An American writer on Slavery has said, and I think most justly, “that two distinct races of people, nearly equal in numbers, and unlike in colour, manners, habits, feelings and state of civilization to such a degree that amalgamation is impossible, cannot dwell together in the same community unless the one be in subjection to the other.” So fully am I convinced of the truth of this statement, and so certain am I that every one who has been in a Slave State must be satisfied of the truth of it, that I feel sure, if the South freed every slave to-morrow, not a week would elapse before each State in the Union without exception would pass stringent laws to prevent them settling within their borders; even at this moment such a law exists in some States.
With all these difficulties constantly before them, who can wonder that a kind-hearted planter, while gazing on the cheerful and happy faces of his well-fed and well-housed slaves, should look distrustfully at emancipation, and strive to justify to his conscience opposition to any plan, however gradual, which leads thereto.

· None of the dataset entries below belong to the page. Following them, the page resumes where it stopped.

// SPDX-License-Identifier: MIT
// Copyright 2026 Roland Dreier <roland@rolandd.dev>

//! Shared helpers for date/time formatting and parsing.

use chrono::{DateTime, Local, NaiveDate, NaiveDateTime, SecondsFormat, Utc};

/// Current time as Unix seconds.
pub fn now_unix_secs() -> i64 {
    Utc::now().timestamp()
}

/// Format a UTC timestamp as RFC3339 using a `Z` suffix.
pub fn format_utc_rfc3339(date: DateTime<Utc>) -> String {
    date.to_rfc3339_opts(SecondsFormat::Secs, true)
}

/// Parse a check-in timestamp into a local calendar day.
///
/// Accepts RFC3339 (converted to local time), naive ISO 8601 datetimes
/// (as written by the backend, taken as local) and bare `YYYY-MM-DD` dates.
/// Returns `None` for anything else.
pub fn parse_calendar_day(value: &str) -> Option<NaiveDate> {
    let value = value.trim();

    if let Ok(dt) = DateTime::parse_from_rfc3339(value) {
        return Some(dt.with_timezone(&Local).date_naive());
    }

    if let Ok(dt) = NaiveDateTime::parse_from_str(value, "%Y-%m-%dT%H:%M:%S%.f") {
        return Some(dt.date());
    }

    if let Ok(dt) = NaiveDateTime::parse_from_str(value, "%Y-%m-%d %H:%M:%S%.f") {
        return Some(dt.date());
    }

    NaiveDate::parse_from_str(value, "%Y-%m-%d").ok()
}

/// Today's date in the local timezone.
pub fn local_today() -> NaiveDate {
    Local::now().date_naive()
}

Nevertheless, however satisfied in his mind that the slaves are kindly treated, and that harshness even is never used, he cannot contemplate the institution from a sufficient distance to be beyond its influences, without feeling that emancipation is the goal towards which his thoughts should ever bend, and that in proportion as the steps towards it must be gradual, so should they speedily commence. But how? Washington, while confessing his most earnest desire for abolition, declares his conviction that “it can only be effected by legislative authority.”
The next chapter will detail such propositions as, in my humble opinion, appear most worthy of the consideration of the Legislature, with a view to the gradual removal of the black star from the striped banner.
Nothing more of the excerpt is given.